Para quienes tienen ahorro y paciencia, hay variantes que prometen altos resultados, pero que a cambio exigen tiempos más largos para ver el retorno. Algunos las eligen como opciones para dejar como herencia, otros porque no pueden resistir los porcentajes que manejan. Lo cierto es que crece la oferta para aquellos que no se conforman con comprar tradicionales acciones o bonos.

Sobre las inversiones a largo plazo, Diego Martínez Burzaco, director de MB Inversiones, asegura que se debe variar no solo por instrumentos sino también por tipo de activo. Aquí, el principal desafío es la falta de liquidez: “No es un mercado para comprar y vender rápidamente. Más bien, es de calculadores de tiempo y tiene que ver con dejar madurar una inversión y esperar que finalmente se aprecie lo suficiente como para que sea realmente un buen negocio”.

Para el experto, este tipo de inversiones en economía real –sobre los que recomienda que no superen el 5 por ciento de la cartera– tiene sus beneficios y sus obstáculos. “La principal contra es la iliquidez y la principal ventaja es la estabilidad de su valor en el tiempo. No están dominadas por la coyuntura de corto plazo, como los activos financieros. En definitiva, siempre un mix de activos financieros con algunos de la economía real es lo más recomendable en un portafolio a largo plazo, sobre todo pensando en un legado o una herencia”, explica Martínez Burzaco, para quien las inversiones no tradicionales deberían ocupar entre el 5 y el 10 por ciento del portfolio.

Ramificar la cartera

Fue el propio presidente Mauricio Macri quien puso el ojo sobre este tipo de inversiones que prometen un alto retorno, pero largas esperas.

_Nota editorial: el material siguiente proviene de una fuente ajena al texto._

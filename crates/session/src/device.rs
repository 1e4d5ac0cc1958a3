//! Device session: one attached bulk endpoint pair
//!
//! A `DeviceSession` lives in an `Arc`. The registry holds one reference while
//! the device is attached, every open client handle holds one, and every
//! in-flight transfer's completion holds one. Dropping the last of them runs
//! `Drop`, which is the only place resources are released.
//!
//! Client I/O is serialized by the I/O lock. Disconnect clears the live
//! interface under that lock, so any call that gets the lock afterwards fails
//! with `DeviceGone`.

use crate::config::SessionConfig;
use crate::error::{Result, SessionError};
use crate::interrupt::Interrupter;
use crate::latch::ErrorLatch;
use crate::power::PowerPolicy;
use crate::read::ReadSession;
use crate::throttle::WriteThrottle;
use crate::transfer::{Endpoint, TransferStatus, Transport};
use std::fmt;
use std::sync::atomic::{AtomicU8, AtomicUsize, Ordering};
use std::sync::{Arc, Mutex, OnceLock, PoisonError};
use std::time::Duration;
use tokio::sync::{MutexGuard, OwnedMutexGuard};
use tracing::{debug, info, warn};

const DETACH_POLL: Duration = Duration::from_millis(50);

/// Attachment state of a session
#[derive(Debug, Clone, Copy, PartialEq, Eq)]
#[repr(u8)]
pub enum LinkState {
    Attached = 0,
    Detaching = 1,
    Detached = 2,
}

impl LinkState {
    fn from_u8(value: u8) -> Self {
        match value {
            0 => LinkState::Attached,
            1 => LinkState::Detaching,
            _ => LinkState::Detached,
        }
    }
}

/// State guarded by the I/O lock
#[derive(Debug)]
pub(crate) struct IoState {
    /// Interface number while the device is attached
    interface: Option<u8>,
}

pub struct DeviceSession {
    minor: OnceLock<u32>,
    config: SessionConfig,
    power: Arc<dyn PowerPolicy>,
    io: Arc<tokio::sync::Mutex<IoState>>,
    link: AtomicU8,
    latch: ErrorLatch,
    inbound: ReadSession,
    throttle: WriteThrottle,
    open_count: AtomicUsize,
    /// I/O lock kept between pre-reset and post-reset
    reset_guard: Mutex<Option<OwnedMutexGuard<IoState>>>,
}

impl DeviceSession {
    pub fn new(
        interface: u8,
        bulk_in: Option<Endpoint>,
        bulk_out: Endpoint,
        transport: Arc<dyn Transport>,
        power: Arc<dyn PowerPolicy>,
        config: SessionConfig,
    ) -> Arc<Self> {
        let inbound = ReadSession::new(bulk_in, Arc::clone(&transport));
        let throttle = WriteThrottle::new(
            bulk_out,
            transport,
            config.writes_in_flight,
            config.max_transfer,
        );

        Arc::new(Self {
            minor: OnceLock::new(),
            config,
            power,
            io: Arc::new(tokio::sync::Mutex::new(IoState {
                interface: Some(interface),
            })),
            link: AtomicU8::new(LinkState::Attached as u8),
            latch: ErrorLatch::new(),
            inbound,
            throttle,
            open_count: AtomicUsize::new(0),
            reset_guard: Mutex::new(None),
        })
    }

    /// Minor number, or 0 before registration
    pub fn minor(&self) -> u32 {
        self.minor.get().copied().unwrap_or(0)
    }

    pub(crate) fn assign_minor(&self, minor: u32) {
        if self.minor.set(minor).is_err() {
            warn!("Session already registered as minor {}", self.minor());
        }
    }

    pub fn config(&self) -> &SessionConfig {
        &self.config
    }

    pub fn link_state(&self) -> LinkState {
        LinkState::from_u8(self.link.load(Ordering::Acquire))
    }

    fn set_link_state(&self, state: LinkState) {
        self.link.store(state as u8, Ordering::Release);
    }

    pub fn is_attached(&self) -> bool {
        self.link_state() == LinkState::Attached
    }

    pub fn open_count(&self) -> usize {
        self.open_count.load(Ordering::Acquire)
    }

    pub fn inbound(&self) -> &ReadSession {
        &self.inbound
    }

    pub fn throttle(&self) -> &WriteThrottle {
        &self.throttle
    }

    pub fn latch(&self) -> &ErrorLatch {
        &self.latch
    }

    /// Take the I/O lock, failing with `DeviceGone` if the device left
    pub(crate) async fn lock_io(
        &self,
        interrupter: &Interrupter,
    ) -> Result<MutexGuard<'_, IoState>> {
        let io = interrupter.run(self.io.lock()).await?;
        self.ensure_live(&io)?;
        Ok(io)
    }

    pub(crate) fn ensure_live(&self, io: &IoState) -> Result<()> {
        if io.interface.is_none() || !self.is_attached() {
            return Err(SessionError::DeviceGone);
        }
        Ok(())
    }

    /// Register one more opener
    pub(crate) async fn open(self: &Arc<Self>) -> Result<()> {
        if !self.is_attached() {
            return Err(SessionError::DeviceGone);
        }

        let previous = self.open_count.fetch_add(1, Ordering::AcqRel);
        if previous > 0 && self.config.exclusive_open {
            self.open_count.fetch_sub(1, Ordering::AcqRel);
            return Err(SessionError::Busy);
        }

        if previous == 0 {
            if let Err(e) = self.power.prevent_idle_suspend() {
                self.open_count.fetch_sub(1, Ordering::AcqRel);
                warn!("Open of minor {} refused: {}", self.minor(), e);
                return Err(e);
            }

            if self.config.prime_reads {
                let io = self.io.lock().await;
                if self.ensure_live(&io).is_ok() {
                    if let Err(e) = self.inbound.prime(self) {
                        warn!("Priming read on minor {} failed: {}", self.minor(), e);
                    }
                }
            }
        }

        info!(
            "Opened minor {} ({} open handle(s))",
            self.minor(),
            previous + 1
        );
        Ok(())
    }

    /// Drop one opener; a count that is already zero is rejected
    pub(crate) fn close(&self) -> Result<()> {
        let previous = self
            .open_count
            .fetch_update(Ordering::AcqRel, Ordering::Acquire, |n| n.checked_sub(1))
            .map_err(|_| SessionError::Closed)?;

        if previous == 1 && self.is_attached() {
            self.power.allow_idle_suspend();
        }

        debug!(
            "Closed handle on minor {} ({} left)",
            self.minor(),
            previous - 1
        );
        Ok(())
    }

    pub(crate) async fn read(
        self: &Arc<Self>,
        count: usize,
        nonblocking: bool,
        interrupter: &Interrupter,
    ) -> Result<Vec<u8>> {
        self.inbound.read(self, count, nonblocking, interrupter).await
    }

    pub(crate) async fn write(
        self: &Arc<Self>,
        data: &[u8],
        nonblocking: bool,
        interrupter: &Interrupter,
    ) -> Result<usize> {
        self.throttle
            .write(self, data, nonblocking, interrupter)
            .await
    }

    pub(crate) async fn readable(&self, interrupter: &Interrupter) -> Result<()> {
        self.inbound.readable(self, interrupter).await
    }

    /// Drain outstanding I/O and report (and clear) the latched error
    pub async fn flush(&self) -> Result<()> {
        let _io = self.io.lock().await;
        self.draw_down().await;
        match self.latch.take() {
            Some(err) => Err(err),
            None => Ok(()),
        }
    }

    /// Wait a bounded time for writes to finish, kill stragglers, then kill
    /// the inbound transfer
    async fn draw_down(&self) {
        let timeout = self.config.draw_down_timeout();
        if !self.throttle.wait_idle(timeout).await {
            warn!(
                "Minor {}: {} write(s) still in flight after {:?}, cancelling",
                self.minor(),
                self.throttle.in_flight(),
                timeout
            );
            self.throttle.kill().await;
        }
        self.inbound.kill().await;
    }

    /// The device went away
    ///
    /// Takes over the registry's reference and releases it when done. Open
    /// handles stay valid; every operation on them now fails with
    /// `DeviceGone`.
    pub async fn disconnect(self: Arc<Self>) {
        info!("Disconnecting minor {}", self.minor());
        self.set_link_state(LinkState::Detaching);
        self.throttle.close();

        // A device reset that never finished must not keep the I/O lock
        let held = self
            .reset_guard
            .lock()
            .unwrap_or_else(PoisonError::into_inner)
            .take();
        drop(held);

        // A reader waiting for a completion holds the I/O lock; keep killing
        // the inbound transfer until the lock comes free
        let mut io = loop {
            self.inbound.kill().await;
            if let Ok(io) = tokio::time::timeout(DETACH_POLL, self.io.lock()).await {
                break io;
            }
        };
        io.interface = None;
        drop(io);

        self.inbound.kill().await;
        self.throttle.kill().await;
        self.set_link_state(LinkState::Detached);

        info!(
            "Minor {} disconnected ({} handle(s) still open)",
            self.minor(),
            self.open_count()
        );
    }

    pub async fn suspend(&self) {
        debug!("Suspending minor {}", self.minor());
        let _io = self.io.lock().await;
        self.draw_down().await;
    }

    pub async fn resume(&self) {
        debug!("Resuming minor {}", self.minor());
    }

    /// Quiesce and keep the I/O lock across the reset
    pub async fn pre_reset(&self) {
        debug!("Pre-reset of minor {}", self.minor());
        let io = Arc::clone(&self.io).lock_owned().await;
        self.draw_down().await;
        *self
            .reset_guard
            .lock()
            .unwrap_or_else(PoisonError::into_inner) = Some(io);
    }

    /// Report the reset to the next client call and release the I/O lock
    pub async fn post_reset(&self) {
        debug!("Post-reset of minor {}", self.minor());
        self.latch.set(TransferStatus::Stall);
        let held = self
            .reset_guard
            .lock()
            .unwrap_or_else(PoisonError::into_inner)
            .take();
        if held.is_none() {
            warn!("Post-reset of minor {} without pre-reset", self.minor());
        }
    }
}

impl Drop for DeviceSession {
    fn drop(&mut self) {
        info!("Released device session for minor {}", self.minor());
    }
}

impl fmt::Debug for DeviceSession {
    fn fmt(&self, f: &mut fmt::Formatter<'_>) -> fmt::Result {
        f.debug_struct("DeviceSession")
            .field("minor", &self.minor())
            .field("link", &self.link_state())
            .field("open_count", &self.open_count())
            .field("inbound", &self.inbound.snapshot())
            .finish_non_exhaustive()
    }
}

El mandatario le donó a su hija Antonia una plantación de pinos en la provincia de Misiones con un valor de $ 2,2 millones, según se pudo leer en su última declaración jurada. Pero el retorno lo podrá ver recién cuando sea adulta, ya que los árboles se adquieren como plantines y recién pueden marchar al aserradero cuando están maduros. Un privado puede acceder, también, a este tipo de operaciones. El formato suele ofrecerse a través de fideicomisos que administran la inversión, se encargan de elegir el terreno, mantenerlo y garantizan un retorno más que seductor.

Es el caso de Euca Forest, la empresa que gestiona proyectos de inversión en fideicomisos forestales. Aquí, el principal atractivo que ofrecen es la rentabilidad: 19 por ciento anual en dólares. El proceso inicia en lotes de 300 hectáreas que distribuyen en distintos puntos de la provincia de Corrientes. La plantación se realiza en primavera u otoño, y lo que se busca es disminuir al mínimo el riesgo que traen las inundaciones del verano y las heladas del otoño. “El riesgo siempre está al inicio. Una vez que el árbol se agarra y pasa el primer año de vida, ya crece rápido”, explica María Zone, encargada de Administración y Finanzas.

Año a año, la forestación se va revalorizando, pero no tiene un valor líquido de mercado. Cada vez vale más, aunque el retorno se ve en distintas etapas. A medida que crecen, los árboles compiten por luz y tierra, por lo que en el cuarto año se debe hacer un primer raleo en el que se descarta a los más débiles. Estos se venden como postes de luz y, en ese momento, el inversor recupera el 10 por ciento del capital. Al sexto año hay un segundo retorno y en el octavo, con la tala rasa, se obtiene la mayor ganancia.

Los tiempos de retorno en forestación dependen de la especie plantada, su densidad y la zona elegida. Euca Forest ofrece eucaliptos con horizontes de ocho años, pero con maderas de mayor calidad, como el nogal, el pino o el roble, los tiempos se estiran más. El monto mínimo para participar es de US$ 10.000 (se pide el 40 por ciento al inicio) y quienes eligen esta opción tienen variedad de perfiles: desde ahorradores privados que quieren poner su capital en movimiento hasta empresas que buscan opciones para diversificar su portfolio. Un lote de 300 hectáreas como los que maneja la empresa equivale a US$ 900.000 de inversión.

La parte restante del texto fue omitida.